Steven A Curley, MD, FACS
Carlton C Barnett, Jr, MD
Eddie K Abdalla, MD
Section Editor
Kenneth K Tanabe, MD
Deputy Editor
Diane MF Savarese, MD


Hepatocellular carcinoma (HCC) is an aggressive tumor that frequently occurs in the setting of chronic liver disease and cirrhosis. (See "Epidemiology and etiologic associations of hepatocellular carcinoma".) It is typically diagnosed late in the course of these diseases, and the median survival following diagnosis ranges from approximately 6 to 20 months [1]. Available therapeutic options for HCC are dictated by the complex interplay of tumor stage and the extent of underlying liver disease.

This topic review will provide an overview of staging and prognostic scoring systems for HCC. Surgical and nonsurgical treatments for HCC are discussed separately. (See "Overview of treatment approaches for hepatocellular carcinoma".)


A number of systems have been proposed to predict the prognosis for hepatocellular carcinoma (HCC), none of which has been universally adopted [2-8]. These schema variably incorporate four features that have been recognized as being important determinants of survival: the severity of underlying liver disease, the size of the tumor, extension of the tumor into adjacent structures, and the presence of metastases [2,3,9-11]; some (eg, the Hong Kong and French prognostic staging systems) also incorporate performance status [5,8]. The four most commonly used systems are the tumor-node-metastasis (TNM), Okuda and Barcelona Clinic Liver Cancer (BCLC) systems, and the Cancer of the Liver Italian Program (CLIP) score.

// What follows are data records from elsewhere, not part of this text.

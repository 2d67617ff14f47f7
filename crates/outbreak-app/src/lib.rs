//! OUTBREAK shell.
//!
//! Wires the simulation engine to the outside world: a fixed-timestep
//! loop, input sources, and the presentation pass that turns frame
//! snapshots into draw calls.

pub mod logging;
pub mod render;
pub mod runtime;

pub use outbreak_core as core;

A new, evidence-based score – the ALBI (albumin-bilirubin) grade – if independently validated, may allow more objective assessment of the severity of liver dysfunction in patients with HCC across a wide spectrum of treatments. (See 'ALBI score' below.)

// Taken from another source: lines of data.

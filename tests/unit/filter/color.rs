use image::{Rgba, RgbaImage};

use super::*;

fn solid(px: [u8; 4]) -> RgbaImage {
    RgbaImage::from_pixel(3, 2, Rgba(px))
}

fn apply(src: &RgbaImage, f: impl Fn(&RgbaImage, &mut RgbaImage)) -> RgbaImage {
    let mut dst = RgbaImage::new(src.width(), src.height());
    f(src, &mut dst);
    dst
}

fn first(img: &RgbaImage) -> [u8; 4] {
    img.get_pixel(0, 0).0
}

#[test]
fn brightness_shifts_and_clamps() {
    let src = solid([100, 200, 250, 77]);
    let out = apply(&src, |s, d| brightness(s, d, 20.0));
    assert_eq!(first(&out), [151, 251, 255, 77]);
    let out = apply(&src, |s, d| brightness(s, d, -100.0));
    assert_eq!(first(&out), [0, 0, 0, 77]);
}

#[test]
fn invert_keeps_alpha() {
    let out = apply(&solid([0, 100, 255, 10]), |s, d| invert(s, d));
    assert_eq!(first(&out), [255, 155, 0, 10]);
}

#[test]
fn grayscale_equalizes_channels() {
    let [r, g, b, a] = first(&apply(&solid([200, 40, 90, 255]), |s, d| grayscale(s, d)));
    assert_eq!(r, g);
    assert_eq!(g, b);
    assert_eq!(a, 255);
}

#[test]
fn zero_contrast_is_identity_and_full_contrast_binarizes() {
    let src = solid([30, 128, 220, 255]);
    assert_eq!(apply(&src, |s, d| contrast(s, d, 0.0)), src);
    assert_eq!(
        first(&apply(&src, |s, d| contrast(s, d, 100.0))),
        [0, 255, 255, 255]
    );
    assert_eq!(
        first(&apply(&src, |s, d| contrast(s, d, -100.0))),
        [128, 128, 128, 255]
    );
}

#[test]
fn threshold_splits_on_luminance() {
    let dark = first(&apply(&solid([20, 20, 20, 200]), |s, d| threshold(s, d, 50.0)));
    let light = first(&apply(&solid([230, 230, 230, 200]), |s, d| threshold(s, d, 50.0)));
    assert_eq!(dark, [0, 0, 0, 200]);
    assert_eq!(light, [255, 255, 255, 200]);
}

#[test]
fn opacity_sets_alpha() {
    let out = apply(&solid([1, 2, 3, 255]), |s, d| opacity(s, d, 50.0));
    assert_eq!(first(&out), [1, 2, 3, 128]);
}

#[test]
fn gamma_one_is_identity() {
    let src = solid([13, 99, 201, 255]);
    assert_eq!(apply(&src, |s, d| gamma(s, d, 1.0)), src);
    let lighter = first(&apply(&src, |s, d| gamma(s, d, 2.0)));
    assert!(lighter[0] > 13);
}

#[test]
fn sepia_zero_is_identity() {
    let src = solid([13, 99, 201, 255]);
    assert_eq!(apply(&src, |s, d| sepia(s, d, 0.0)), src);
}

#[test]
fn colorspace_round_trip_is_close() {
    let src = solid([40, 128, 250, 255]);
    let lin = apply(&src, |s, d| colorspace(s, d, ColorspaceConversion::SrgbToLinear));
    let back = apply(&lin, |s, d| colorspace(s, d, ColorspaceConversion::LinearToSrgb));
    let (a, b) = (first(&src), first(&back));
    for c in 0..3 {
        assert!((i16::from(a[c]) - i16::from(b[c])).abs() <= 2, "{a:?} vs {b:?}");
    }
}

#[test]
fn sigmoid_zero_factor_is_identity() {
    let src = solid([13, 99, 201, 255]);
    assert_eq!(apply(&src, |s, d| sigmoid(s, d, 0.5, 0.0)), src);
    let out = first(&apply(&src, |s, d| sigmoid(s, d, 0.5, 8.0)));
    assert!(out[0] < 13 && out[2] > 201);
}

#[test]
fn hue_half_turn_swaps_complementary_colors() {
    let out = first(&apply(&solid([255, 0, 0, 255]), |s, d| hue(s, d, 180.0)));
    assert_eq!(out, [0, 255, 255, 255]);
}

#[test]
fn saturation_minus_hundred_desaturates() {
    let [r, g, b, _] = first(&apply(&solid([200, 40, 90, 255]), |s, d| {
        saturation(s, d, -100.0)
    }));
    assert_eq!(r, g);
    assert_eq!(g, b);
}

#[test]
fn colorize_full_strength_takes_target_hue() {
    let out = first(&apply(&solid([128, 128, 128, 255]), |s, d| {
        colorize(s, d, 240.0, 100.0, 100.0)
    }));
    assert!(out[2] > out[0] && out[2] > out[1], "{out:?}");
}

#[test]
fn color_balance_scales_channels() {
    let out = first(&apply(&solid([100, 100, 100, 255]), |s, d| {
        color_balance(s, d, 100.0, 0.0, -100.0)
    }));
    assert_eq!(out, [200, 100, 0, 255]);
}

#[test]
fn hsl_round_trip() {
    for &(r, g, b) in &[(0.2f32, 0.4f32, 0.6f32), (0.9, 0.1, 0.1), (0.5, 0.5, 0.5)] {
        let (h, s, l) = rgb_to_hsl(r, g, b);
        let (r2, g2, b2) = hsl_to_rgb(h, s, l);
        assert!((r - r2).abs() < 1e-4 && (g - g2).abs() < 1e-4 && (b - b2).abs() < 1e-4);
    }
}

#[test]
fn empty_images_are_left_alone() {
    let src = RgbaImage::new(0, 0);
    let out = apply(&src, |s, d| brightness(s, d, 50.0));
    assert_eq!(out.dimensions(), (0, 0));
}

Tumor, node, metastasis (TNM) staging — The American Joint Committee on Cancer (AJCC) TNM staging system (identical to that of the Union Internationale Contre le Cancer [UICC]) was revised in 2010 (table 1) [12]. Like the 2002 classification, this system recognizes the most important predictors of prognosis: the number of tumors, and the presence and extent of vascular invasion within the tumor [13,14]. However, compared with the 2002 staging system, there are some reclassification changes, primarily surrounding the better prognosis for multiple HCC versus HCC with major vascular invasion:

Staging of liver cancer includes only HCC; intrahepatic bile duct cancer is staged separately. (See "Epidemiology, pathogenesis, and classification of cholangiocarcinoma", section on 'TNM staging classifications'.)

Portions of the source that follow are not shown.